個人情報を取り扱う事業者がまず行わなければならないのは、その利用目的をできるかぎり明らかにすることです。今号の記事では個人情報の利用目的について説明します。

事業者は個人情報を取り扱うにあたって、その利用目的をできるかぎり明らかにしなければならず、本人にそれを通知するなどしなければなりません。利用目的を明らかにしなかったり、決めた利用目的の範囲を超えて利用したり、あるいは本人に対して利用目的の通知等を怠ったりすることはルールに反します。これが個人情報保護の基本的な考えです。個人情報保護の基本概念が「自己の情報をコントロールできる権利」と深く関連していることが分かります。

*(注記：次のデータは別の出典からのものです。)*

//! Session management operations for SessionCoordinator

use crate::api::types::{CallSession, SessionId, SessionStats, CallState};
use crate::errors::{Result, SessionError};
use crate::manager::events::SessionEvent;
use crate::session::Session;
use super::SessionCoordinator;

impl SessionCoordinator {
    /// Create an outgoing call
    pub async fn create_outgoing_call(
        &self,
        from: &str,
        to: &str,
        sdp: Option<String>,
        sip_call_id: Option<String>,
    ) -> Result<CallSession> {
        let session_id = SessionId::new();
        
        // Generate Call-ID if not provided (UAC responsibility per RFC 3261)
        let sip_call_id = sip_call_id.or_else(|| Some(format!("call-{}", uuid::Uuid::new_v4())));
        
        let call = CallSession {
            id: session_id.clone(),
            from: from.to_string(),
            to: to.to_string(),
            state: CallState::Initiating,
            started_at: Some(std::time::Instant::now()),
            sip_call_id: sip_call_id.clone(),
        };

        // Create internal session from call session
        let mut session = Session::from_call_session(call.clone());
        if let Some(ref sdp_str) = sdp {
            session.local_sdp = Some(sdp_str.clone());
        }

        // Register session
        self.registry.register_session(session).await?;

        // Single-active-call invariant (spec.md §3): placing a new call holds
        // whatever was previously Active, before this one can reach Active.
        if let Ok(held) = self.registry.auto_hold_other_active_sessions(&session_id).await {
            for held_id in held {
                tracing::info!("Auto-holding session {} to place new call {}", held_id, session_id);
                let _ = self.publish_event(SessionEvent::StateChanged {
                    session_id: held_id,
                    old_state: CallState::Active,
                    new_state: CallState::OnHold,
                }).await;
            }
        }

        // Send events
        if let Some(ref local_sdp) = sdp {
            self.publish_event(SessionEvent::SdpEvent {
                session_id: session_id.clone(),
                event_type: "local_sdp_offer".to_string(),
                sdp: local_sdp.clone(),
            }).await.map_err(|_| SessionError::internal("Failed to send SDP event"))?;
        }

        self.publish_event(SessionEvent::SessionCreated {
            session_id: session_id.clone(),
            from: call.from.clone(),
            to: call.to.clone(),
            call_state: call.state.clone(),
        }).await.map_err(|_| SessionError::internal("Failed to send session created event"))?;
        
        // CRITICAL: Track From URI BEFORE creating dialog
        // This ensures the mapping exists when the 200 OK arrives
        // Track the 'from' parameter, not config.local_address
        // The 100 calls test uses different From URIs for each call
        self.dialog_coordinator.track_from_uri(session_id.clone(), from);
        
        // Create dialog with the Call-ID
        let dialog_handle = self.dialog_manager
            .create_outgoing_call(session_id.clone(), from, to, sdp, sip_call_id.clone())
            .await
            .map_err(|e| SessionError::internal(&format!("Failed to create call: {}", e)))?;
        
        // CRITICAL FIX: Also set session-to-dialog mapping in the coordinator
        // This ensures bidirectional mapping for proper event routing
        self.dialog_coordinator.map_session_to_dialog(
            session_id.clone(), 
            dialog_handle.dialog_id.clone(),
            sip_call_id.clone()  // Pass the Call-ID for tracking
        );
        
        tracing::info!("ðŸ“ SESSION OPS: Mapped session {} to dialog {} for outgoing call", 
                     session_id, dialog_handle.dialog_id);
            
        Ok(call)
    }

    /// Terminate a session
    pub async fn terminate_session(&self, session_id: &SessionId) -> Result<()> {
        // Check if session exists
        if self.registry.get_public_session(session_id).await?.is_none() {
            return Err(SessionError::session_not_found(&session_id.0));
        }
        
        // Terminate via dialog
        self.dialog_manager
            .terminate_session(session_id)
            .await
            .map_err(|e| SessionError::internal(&format!("Failed to terminate session: {}", e)))?;
            
        Ok(())
    }

    /// Send DTMF tones on an active session
    pub async fn send_dtmf(&self, session_id: &SessionId, digits: &str) -> Result<()> {
        // Verify session exists and is active
        if let Some(session) = self.find_session(session_id).await? {
            match session.state {
                CallState::Active => {
                    // Send DTMF through the dialog manager
                    self.dialog_manager
                        .send_dtmf(session_id, digits)
                        .await
                        .map_err(|e| SessionError::internal(&format!("Failed to send DTMF: {}", e)))?;
                    
                    tracing::info!("Sent DTMF '{}' for session {}", digits, session_id);
                    Ok(())
                }
                _ => {
                    Err(SessionError::invalid_state(&format!("Session {} is not active, current state: {:?}", session_id, session.state)))
                }
            }
        } else {
            Err(SessionError::session_not_found(&session_id.0))
        }
    }

    /// Generate SDP offer for a session
    pub async fn generate_sdp_offer(&self, session_id: &SessionId) -> Result<String> {
        self.media_manager.generate_sdp_offer(session_id).await
            .map_err(|e| SessionError::MediaIntegration { 
                message: format!("Failed to generate SDP offer: {}", e) 
            })
    }

    /// Create a pre-allocated outgoing session (for agent registration)
    pub async fn create_outgoing_session(&self) -> Result<SessionId> {
        let session_id = SessionId::new();
        
        // Pre-register session in registry without creating dialog yet
        let call_session = CallSession {
            id: session_id.clone(),
            from: String::new(), // Will be set when actually used
            to: String::new(),
            state: CallState::Initiating,
            started_at: None,
            sip_call_id: None,
        };
        
        // Create internal session
        let session = Session::from_call_session(call_session);
        self.registry.register_session(session).await?;
        
        Ok(session_id)
    }

    /// Find a session by ID
    pub async fn find_session(&self, session_id: &SessionId) -> Result<Option<CallSession>> {
        self.registry.get_public_session(session_id).await
    }

    /// List active sessions
    pub async fn list_active_sessions(&self) -> Result<Vec<SessionId>> {
        self.registry.list_active_sessions().await
    }

    /// Get session statistics
    pub async fn get_stats(&self) -> Result<SessionStats> {
        self.registry.get_stats().await
    }
    
    /// Send a SIP response through dialog-core (for REGISTER, etc.)
    /// 
    /// This allows the application to send proper SIP responses when
    /// auto-response is disabled.
    pub async fn send_sip_response(
        &self,
        transaction_id: &str,
        status_code: u16,
        reason_phrase: Option<&str>,
        _headers: Option<Vec<(&str, &str)>>,
    ) -> Result<()> {
        // Parse the transaction ID
        let tx_key: rvoip_dialog_core::transaction::TransactionKey = transaction_id.parse()
            .map_err(|e| SessionError::internal(&format!("Invalid transaction ID: {}", e)))?;
        
        // Map status code to SIP status
        let _status = match status_code {
            200 => rvoip_sip_core::StatusCode::Ok,
            401 => rvoip_sip_core::StatusCode::Unauthorized,
            403 => rvoip_sip_core::StatusCode::Forbidden,
            404 => rvoip_sip_core::StatusCode::NotFound,
            500 => rvoip_sip_core::StatusCode::ServerInternalError,
            _ => rvoip_sip_core::StatusCode::Ok, // Default to OK
        };
        
        // Send response through dialog coordinator's send_response method
        self.dialog_coordinator
            .send_response(&tx_key, status_code, reason_phrase.unwrap_or(""))
            .await
            .map_err(|e| SessionError::internal(&format!("Failed to send SIP response: {}", e)))?;
        
        Ok(())
    }
}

「できるかぎり明らかに」とはどの程度明らかにしたらよいのか。その程度を考えてみましょう。個人情報保護法に関する経済産業省ガイドラインによれば、本人から見て自分の個人情報の利用範囲が合理的に予想できることが一つの基準となります。具体的には「事業活動」や「所用の目的」「サービスの向上」「マーケティング活動」などでは不十分であり、事業名でいうと日本標準産業分類の中分類から小分類程度の分類が参考になるとされています。 なお雇用管理に関する個人情報については、自分の個人情報が利用された結果を労働者等本人が合理的に想定できる程度に具体的個別的に特定することが必要とされます。

本人への通知等は次のように行う必要があります。まず、個人情報を本人から直接書面などで取得する場合です（これを「直接書面取得」といいます）。この場合は事前に利用目的を明示しなければなりません。「明示」とは一般的には書面を交付することが多いでしょう。直接書面取得以外の方法で個人情報を取得する場合は、事前に利用目的を公表するか、あるいは事後に本人に通知または公表するかのいずれかを行う必要があります。「公表」は最近はウェブでの掲載が考えられますが社内掲示などで足りることもあります。

（行政書士　関戸幸一）